魔力を使うことで魔力酔いから自力で抜け出したらしい。
カレンはユリウスにポーションを飲ませつつ、ほっと息を吐いた。
ユリウス曰く、本当の姿。
あのユリウスもカレン的にはアリだけれども、やはりいつものユリウスの方が安心感がある。

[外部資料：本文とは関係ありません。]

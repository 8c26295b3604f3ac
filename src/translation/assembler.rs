/*!
 * Reassembly of translated lines into the original cue sequence.
 */

use std::collections::BTreeMap;

use crate::errors::TranslationError;
use crate::subtitle_processor::Cue;
use crate::translation::batch::Batch;
use crate::translation::state::TranslationResult;

/// Stitches per-batch results back onto the original cues
#[derive(Debug, Clone, Copy, Default)]
pub struct Assembler;

impl Assembler {
    /// Replace the text of every cue with its translated line.
    ///
    /// `layout` is the batch partition the results were produced for. Indices and
    /// timings are taken from `original` untouched.
    pub fn assemble(
        original: &[Cue],
        results: &BTreeMap<usize, TranslationResult>,
        layout: &[Batch],
    ) -> Result<Vec<Cue>, TranslationError> {
        let covered: usize = layout.iter().map(Batch::len).sum();
        if covered != original.len() {
            return Err(TranslationError::IncompleteAssembly(format!(
                "batch layout covers {} cues, input has {}",
                covered,
                original.len()
            )));
        }

        let mut assembled = Vec::with_capacity(original.len());
        let mut position = 0;

        for batch in layout {
            let result = results.get(&batch.batch_id).ok_or_else(|| {
                TranslationError::IncompleteAssembly(format!("no result for batch {}", batch.batch_id))
            })?;

            if result.lines.len() != batch.len() {
                return Err(TranslationError::IncompleteAssembly(format!(
                    "batch {} has {} lines for {} cues",
                    batch.batch_id,
                    result.lines.len(),
                    batch.len()
                )));
            }

            for (cue, line) in batch.cues.iter().zip(&result.lines) {
                let source = &original[position];
                if source.index != cue.index {
                    return Err(TranslationError::IncompleteAssembly(format!(
                        "batch {} is out of order: expected cue {}, found cue {}",
                        batch.batch_id, source.index, cue.index
                    )));
                }
                assembled.push(source.with_text(line.clone()));
                position += 1;
            }
        }

        Ok(assembled)
    }
}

トールが差し出す手を取って起き上がったユリウスは言った。
「以前、カレンについて調べた時にトールくんの存在は知っていたが、まさかBランクの冒険者になっているとは思わなかったよ……君たち鮮血の雷は無理やりダンジョン調査隊に割り込んできたと聞いているが、もしやその理由は――」
「とーぜん、ねーちゃんの住む町を守るためだよ。王都のダンジョンが崩壊するかもって聞いて、すっとんで来たんだぜ」
「おー」
カレンは歓声をあげパチパチと拍手した。ユリウスはほっと息を吐いた。
「そうだったのだね。貴族の間では、仲間を失ったわけでもない君たちがどうして協力してくれるのかと、疑心暗鬼になる者もいたのだよ」
「オレのことは鮮血の雷じゃなく、トールでいいぜ、ユリウス。アンタ、及第点。ねーちゃんと付き合うまでなら許してやるよ。ライオスよりマシっぽいし」
「……私のことは兄さん、と呼んでもらって構わないよ? トールくん」
「だーかーら、さっきのはそういうんじゃねーんだっての!!」
先程までの怒りが嘘のように冗談を言うユリウスに、トールが喚く。
カレンは二人の掛け合いにぷっと吹き出すと、声をあげて笑った。